*** Opening Information supplied ***

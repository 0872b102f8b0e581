//! Error type for `carelink-store-sqlite`.

use carelink_core::store::BackendError;
use thiserror::Error;

#[derive(Debug, Error)]
pub enum Error {
  #[error("core error: {0}")]
  Core(#[from] carelink_core::Error),

  #[error("database error: {0}")]
  Database(#[from] tokio_rusqlite::Error),

  #[error("date/time parse error: {0}")]
  DateParse(String),

  /// A column held a value no domain type maps to.
  #[error("corrupt {column} column: {value:?}")]
  Corrupt { column: &'static str, value: String },
}

impl BackendError for Error {
  /// Only database access failures can clear up on their own; a row that
  /// does not decode stays undecodable.
  fn is_transient(&self) -> bool { matches!(self, Error::Database(_)) }
}

pub type Result<T, E = Error> = std::result::Result<T, E>;
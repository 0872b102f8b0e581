//! Handler for `GET /links/:client_id`.

use axum::{
  Json,
  extract::{Path, State},
};
use carelink_core::{geocode::Geocoder, locate::linked_caregiver, subject::AccountId};
use serde::Serialize;

use crate::{ApiState, Backend, error::ApiError};

#[derive(Debug, Serialize)]
pub struct LinkBody {
  pub caregiver_id: AccountId,
}

/// `GET /links/:client_id`: 404 when the client has no caregiver.
pub async fn get_one<S, G>(
  State(state): State<ApiState<S, G>>,
  Path(client_id): Path<String>,
) -> Result<Json<LinkBody>, ApiError>
where
  S: Backend,
  G: Geocoder + 'static,
{
  let client = AccountId::parse(&client_id)?;
  let caregiver_id = linked_caregiver(state.store.as_ref(), &client)
    .await?
    .ok_or_else(|| ApiError::NotFound(format!("client {client} has no linked caregiver")))?;
  Ok(Json(LinkBody { caregiver_id }))
}
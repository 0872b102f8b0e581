//! Error types for `carelink-core`.

use thiserror::Error;

use crate::store::BackendError;

#[derive(Debug, Error)]
pub enum Error {
  /// The caller sent something unusable. Retrying the same input fails again.
  #[error("invalid input: {0}")]
  InvalidInput(String),

  /// No stored position exists and none could be derived right now.
  #[error("no location available: {0}")]
  NoLocationAvailable(String),

  /// A backing store or directory could not be reached. Safe to retry.
  #[error("store unavailable: {0}")]
  StoreUnavailable(#[source] Box<dyn std::error::Error + Send + Sync>),

  /// The store answered with data that cannot be decoded. Retrying reads
  /// the same bytes again.
  #[error("stored data is corrupt: {0}")]
  DataCorrupt(#[source] Box<dyn std::error::Error + Send + Sync>),
}

impl Error {
  /// Wrap a backend error as [`Error::StoreUnavailable`], or as
  /// [`Error::DataCorrupt`] when the backend reports a permanent fault.
  pub fn store<E: BackendError>(e: E) -> Self {
    if e.is_transient() {
      Self::StoreUnavailable(Box::new(e))
    } else {
      Self::DataCorrupt(Box::new(e))
    }
  }

  /// Whether the same request may succeed if repeated later.
  pub fn is_retryable(&self) -> bool {
    matches!(self, Self::StoreUnavailable(_))
  }
}

pub type Result<T, E = Error> = std::result::Result<T, E>;
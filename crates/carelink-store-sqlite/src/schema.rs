//! SQL schema for the Carelink SQLite store.
//!
//! Executed once at connection startup. Future migrations will be gated on
//! `PRAGMA user_version`.

/// Full schema DDL; idempotent thanks to `CREATE TABLE IF NOT EXISTS`.
pub const SCHEMA: &str = "
PRAGMA journal_mode = WAL;

-- Latest position per (subject_key, role). Rows are overwritten in place and
-- never deleted.
CREATE TABLE IF NOT EXISTS positions (
    subject_key TEXT NOT NULL,   -- 'account:<id>' | 'session:<id>'
    role        TEXT NOT NULL,   -- 'client' | 'caregiver'
    latitude    REAL NOT NULL,
    longitude   REAL NOT NULL,
    accuracy    REAL,
    source      TEXT NOT NULL,   -- 'device-report' | 'geocoded-fallback'
    updated_at  TEXT NOT NULL,   -- RFC 3339 UTC, fixed microsecond width
    PRIMARY KEY (subject_key, role)
);

-- Read-only mirrors of external collaborators.
CREATE TABLE IF NOT EXISTS identities (
    session_id TEXT PRIMARY KEY,
    account_id TEXT NOT NULL
);

CREATE TABLE IF NOT EXISTS links (
    client_id    TEXT PRIMARY KEY,
    caregiver_id TEXT NOT NULL
);

CREATE TABLE IF NOT EXISTS profiles (
    account_id  TEXT PRIMARY KEY,
    postal_code TEXT
);

CREATE INDEX IF NOT EXISTS identities_account_idx ON identities(account_id);

PRAGMA user_version = 1;
";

*** Closing Information supplied ***

Look above for the line containing "subject_key TEXT NOT". Output from there through the line containing "-- Read-only mirrors", exactly and inclusively.

* [Written answer]:
    subject_key TEXT NOT NULL,   -- 'account:<id>' | 'session:<id>'
    role        TEXT NOT NULL,   -- 'client' | 'caregiver'
    latitude    REAL NOT NULL,
    longitude   REAL NOT NULL,
    accuracy    REAL,
    source      TEXT NOT NULL,   -- 'device-report' | 'geocoded-fallback'
    updated_at  TEXT NOT NULL,   -- RFC 3339 UTC, fixed microsecond width
    PRIMARY KEY (subject_key, role)
);

-- Read-only mirrors of external collaborators.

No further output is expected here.